### WHAT IS NEEDED
Exactly as they appear below, repeat the lines from the one with "use std::time::Duration;" through the one with "const CACHE_TTL: Duration", and no others.

### ENTRIES SUPPLIED

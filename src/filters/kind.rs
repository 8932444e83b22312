//! Kind allow/deny gate.

use std::collections::HashSet;

use async_trait::async_trait;

use crate::config::PolicyConfig;
use crate::event::Event;
use crate::policy::{Filter, Meta, Verdict};

pub struct KindFilter {
    /// `None` means every kind not denied is allowed.
    allowed: Option<HashSet<u32>>,
    denied: HashSet<u32>,
}

impl KindFilter {
    pub fn new(cfg: &PolicyConfig) -> Self {
        let allowed = if cfg.allowed_kinds.is_empty() {
            None
        } else {
            Some(cfg.allowed_kinds.iter().copied().collect())
        };
        Self {
            allowed,
            denied: cfg.denied_kinds.iter().copied().collect(),
        }
    }
}

#[async_trait]
impl Filter for KindFilter {
    fn name(&self) -> &'static str {
        "KindFilter"
    }

    async fn matches(&self, event: &Event, _meta: &mut Meta) -> Verdict {
        // Denylist has priority.
        if self.denied.contains(&event.kind) {
            return Verdict::reject(format!("kind_{}_denied", event.kind));
        }
        if let Some(allowed) = &self.allowed {
            if !allowed.contains(&event.kind) {
                return Verdict::reject(format!("kind_{}_not_allowed", event.kind));
            }
        }
        Verdict::accept("kind_allowed")
    }
}
//! Persistent-ban lookups with caching and flight coalescing.

use std::collections::HashMap;
use std::sync::Arc;
use std::time::Duration;

use anyhow::Result;
use async_trait::async_trait;

use crate::config::BannedAuthorConfig;
use crate::event::Event;
use crate::limiter::TtlCache;
use crate::nip;
use crate::policy::{Filter, Meta, Verdict};
use crate::store::BanStore;

const CACHE_SIZE: usize = 8192;
const CACHE_TTL: Duration = Duration::from_secs(5 * 60);

pub struct BannedAuthorFilter {
    store: Arc<dyn BanStore>,
    cache: TtlCache<String, bool>,
    /// One in-flight store lookup per key; latecomers wait on the lock
    /// and then hit the freshly filled cache.
    flights: tokio::sync::Mutex<HashMap<String, Arc<tokio::sync::Mutex<()>>>>,
    cfg: BannedAuthorConfig,
}

impl BannedAuthorFilter {
    pub fn new(store: Arc<dyn BanStore>, cfg: &BannedAuthorConfig) -> Self {
        Self {
            store,
            cache: TtlCache::new(CACHE_SIZE, CACHE_TTL),
            flights: tokio::sync::Mutex::new(HashMap::new()),
            cfg: cfg.clone(),
        }
    }

    async fn is_banned(&self, pubkey: &str) -> Result<bool> {
        let key = pubkey.to_lowercase();
        if let Some(banned) = self.cache.get(&key) {
            return Ok(banned);
        }

        let flight = {
            let mut flights = self.flights.lock().await;
            flights
                .entry(key.clone())
                .or_insert_with(|| Arc::new(tokio::sync::Mutex::new(())))
                .clone()
        };
        let guard = flight.lock().await;

        let result = match self.cache.get(&key) {
            Some(banned) => Ok(banned),
            None => match self.store.is_author_banned(&key).await {
                Ok(banned) => {
                    self.cache.add(key.clone(), banned);
                    Ok(banned)
                }
                Err(err) => Err(err),
            },
        };

        drop(guard);
        self.flights.lock().await.remove(&key);
        result
    }
}

#[async_trait]
impl Filter for BannedAuthorFilter {
    fn name(&self) -> &'static str {
        "BannedAuthorFilter"
    }

    async fn matches(&self, event: &Event, _meta: &mut Meta) -> Verdict {
        match self.is_banned(&event.pubkey).await {
            Err(source) => {
                return Verdict::Error {
                    reason: "internal_author_check_failed",
                    source,
                }
            }
            Ok(true) => return Verdict::reject("author_banned"),
            Ok(false) => {}
        }

        if self.cfg.check_nip26 && event.has_tag("delegation") {
            let delegator = match nip::validate_delegation(event) {
                Ok(delegator) => delegator,
                Err(_) => return Verdict::reject("invalid_delegation"),
            };
            if !delegator.is_empty() {
                match self.is_banned(&delegator).await {
                    Err(source) => {
                        return Verdict::Error {
                            reason: "internal_delegator_check_failed",
                            source,
                        }
                    }
                    Ok(true) => return Verdict::reject("delegator_banned"),
                    Ok(false) => {}
                }
            }
        }

        Verdict::accept("author_not_banned")
    }
}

### ANSWER BELOW
use std::time::Duration;

use anyhow::Result;
use async_trait::async_trait;

use crate::config::BannedAuthorConfig;
use crate::event::Event;
use crate::limiter::TtlCache;
use crate::nip;
use crate::policy::{Filter, Meta, Verdict};
use crate::store::BanStore;

const CACHE_SIZE: usize = 8192;
const CACHE_TTL: Duration = Duration::from_secs(5 * 60);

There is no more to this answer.